Hmm. Well yes, I obviously over-simplified the actual writing steps (I figured the thinking part was assumed, but I suppose perhaps not). One thing I'd like to say, however, is that while planning is certainly important, for certain pantsing writers (and by no means do I mean all writers) sometimes the planning part becomes less important and the write it anyway part kicks in. Granted, usually that fully-pantsed writing requires more work in the end, but planning isn't necessarily required 100% of the time when breaking through blocks. Just my thoughts. :)

Ava Jae said...

You're more than welcome, Christelle. I tend to fall for the "Decide you're hungry" step more than I'd like to admit (or at least, decide you really want some chocolate). 

Good luck with your writing!

Ava Jae said...

Thank you, Tina! Twitter certainly does have it's pros and cons for writers. 

Chihuahua Zero said...

Thinking about it, I had been doing this for a school project that isn't due until next week. Get on school laptop, sneak onto TV Tropes and then Blogger...

Maybe I should try to get out my earbuds, crank up the white noise, and try to focus next time.

Lauren S. said...

I love these "How (Not) to" posts. This one is especially awesome. 

"What if Twitter had collapsed and left a big gaping hole?" LOL. So guilty! (except on Facebook, since I'm not on Twitter)

Ava Jae said...

It's easy to procrastinate like the aforementioned steps for just about anything. I wish you the best with your project! 

Ava Jae said...

Thank you, Lauren! I love writing these "How (Not) to" posts. They're a lot of fun to come up with. 

Glad you enjoyed the post! ^_^

Gene Lempp said...

 Beautiful use of reverse psychology, Ava - absolute genius, which of course means, you wrote this at a Starbucks *grins* I think I had the exact day you described once, except for Starbucks, which I've never done *clutches writer member card to his chest* - I do drink the coffee though.

Tips. Writing is just like planning a trip. Know where you're starting at, know where you plan to end (at least the "city" not the exact address - don't want to freak the pure pantsers out) and know where a couple of stops are along the way (gas, food, rest stations, zombie hideouts). Oh, and who the driver of the car is and who is in the car with him. And who will stalk them on the highway. If you have at least that - journey on - write and don't worry about perfection. One last tip - disconnect your net connection when you write.

Great post!

Ava Jae said...

Thank you, Gene! I'm glad you enjoyed the post so much. ^_^

I didn't write this post at Starbucks, but I won't pretend I've never been tempted to write there...

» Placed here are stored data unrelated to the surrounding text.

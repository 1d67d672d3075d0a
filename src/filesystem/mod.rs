// src/filesystem/mod.rs

//! Filesystem operations for rbdeploy
//!
//! This module provides:
//! - Path sanitization for untrusted archive entry names
//! - Crash-safe (write-then-rename) file replacement
//! - Deterministic directory tree listings used by backup, merge and revert

pub mod atomic;
pub mod path;

pub use atomic::{copy_file_atomic, files_identical};
pub use path::{safe_join, sanitize_entry_path};

use crate::error::{Error, Result};
use std::path::{Path, PathBuf};
use walkdir::WalkDir;

/// Relative listing of a directory tree
#[derive(Debug, Clone, Default, PartialEq, Eq)]
pub struct TreeListing {
    /// Regular files (and symlinks), relative to the tree root, sorted
    pub files: Vec<PathBuf>,
    /// Directories below the root, relative to it, sorted parents-first
    pub dirs: Vec<PathBuf>,
}

impl TreeListing {
    pub fn is_empty(&self) -> bool {
        self.files.is_empty() && self.dirs.is_empty()
    }
}

/// Walk `root` and list everything below it
///
/// Symlinks are listed as files and never followed. A missing root yields an
/// empty listing; any error during the walk is returned, never skipped, since
/// callers rely on the listing being complete.
pub fn walk_tree(root: &Path) -> Result<TreeListing> {
    let mut listing = TreeListing::default();
    if !root.exists() {
        return Ok(listing);
    }

    for entry in WalkDir::new(root)
        .follow_links(false)
        .sort_by_file_name()
        .min_depth(1)
    {
        let entry = entry.map_err(|e| {
            Error::IoError(format!("Failed to walk {}: {}", root.display(), e))
        })?;

        let relative = entry
            .path()
            .strip_prefix(root)
            .map_err(|_| Error::InvalidPath(entry.path().display().to_string()))?
            .to_path_buf();

        if entry.file_type().is_dir() {
            listing.dirs.push(relative);
        } else {
            listing.files.push(relative);
        }
    }

    listing.files.sort();
    Ok(listing)
}

#[cfg(test)]
mod tests {
    use super::*;
    use std::fs;
    use tempfile::TempDir;

    #[test]
    fn test_walk_tree_lists_files_and_dirs() {
        let temp = TempDir::new().unwrap();
        let root = temp.path();
        fs::create_dir_all(root.join("themes/cabbie")).unwrap();
        fs::create_dir_all(root.join("empty")).unwrap();
        fs::write(root.join("config.cfg"), b"volume: -20").unwrap();
        fs::write(root.join("themes/cabbie/cabbie.wps"), b"wps").unwrap();

        let listing = walk_tree(root).unwrap();
        assert_eq!(
            listing.files,
            vec![
                PathBuf::from("config.cfg"),
                PathBuf::from("themes/cabbie/cabbie.wps"),
            ]
        );
        assert!(listing.dirs.contains(&PathBuf::from("empty")));
        assert!(listing.dirs.contains(&PathBuf::from("themes")));
        assert!(listing.dirs.contains(&PathBuf::from("themes/cabbie")));
    }

    #[test]
    fn test_walk_tree_missing_root() {
        let temp = TempDir::new().unwrap();
        let listing = walk_tree(&temp.path().join("absent")).unwrap();
        assert!(listing.is_empty());
    }
}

On another note, those are some really fantastic tips. You don't necessarily need to know every detail of the journey, but the points that you mentioned are extremely helpful to have. 

Laurapauling said...

Love this post. I'd say: Get up every three minutes looking for chocolate. :)

Ava Jae said...

You mean you're not supposed to do that? :D


I like that addition. Thank you, Laura!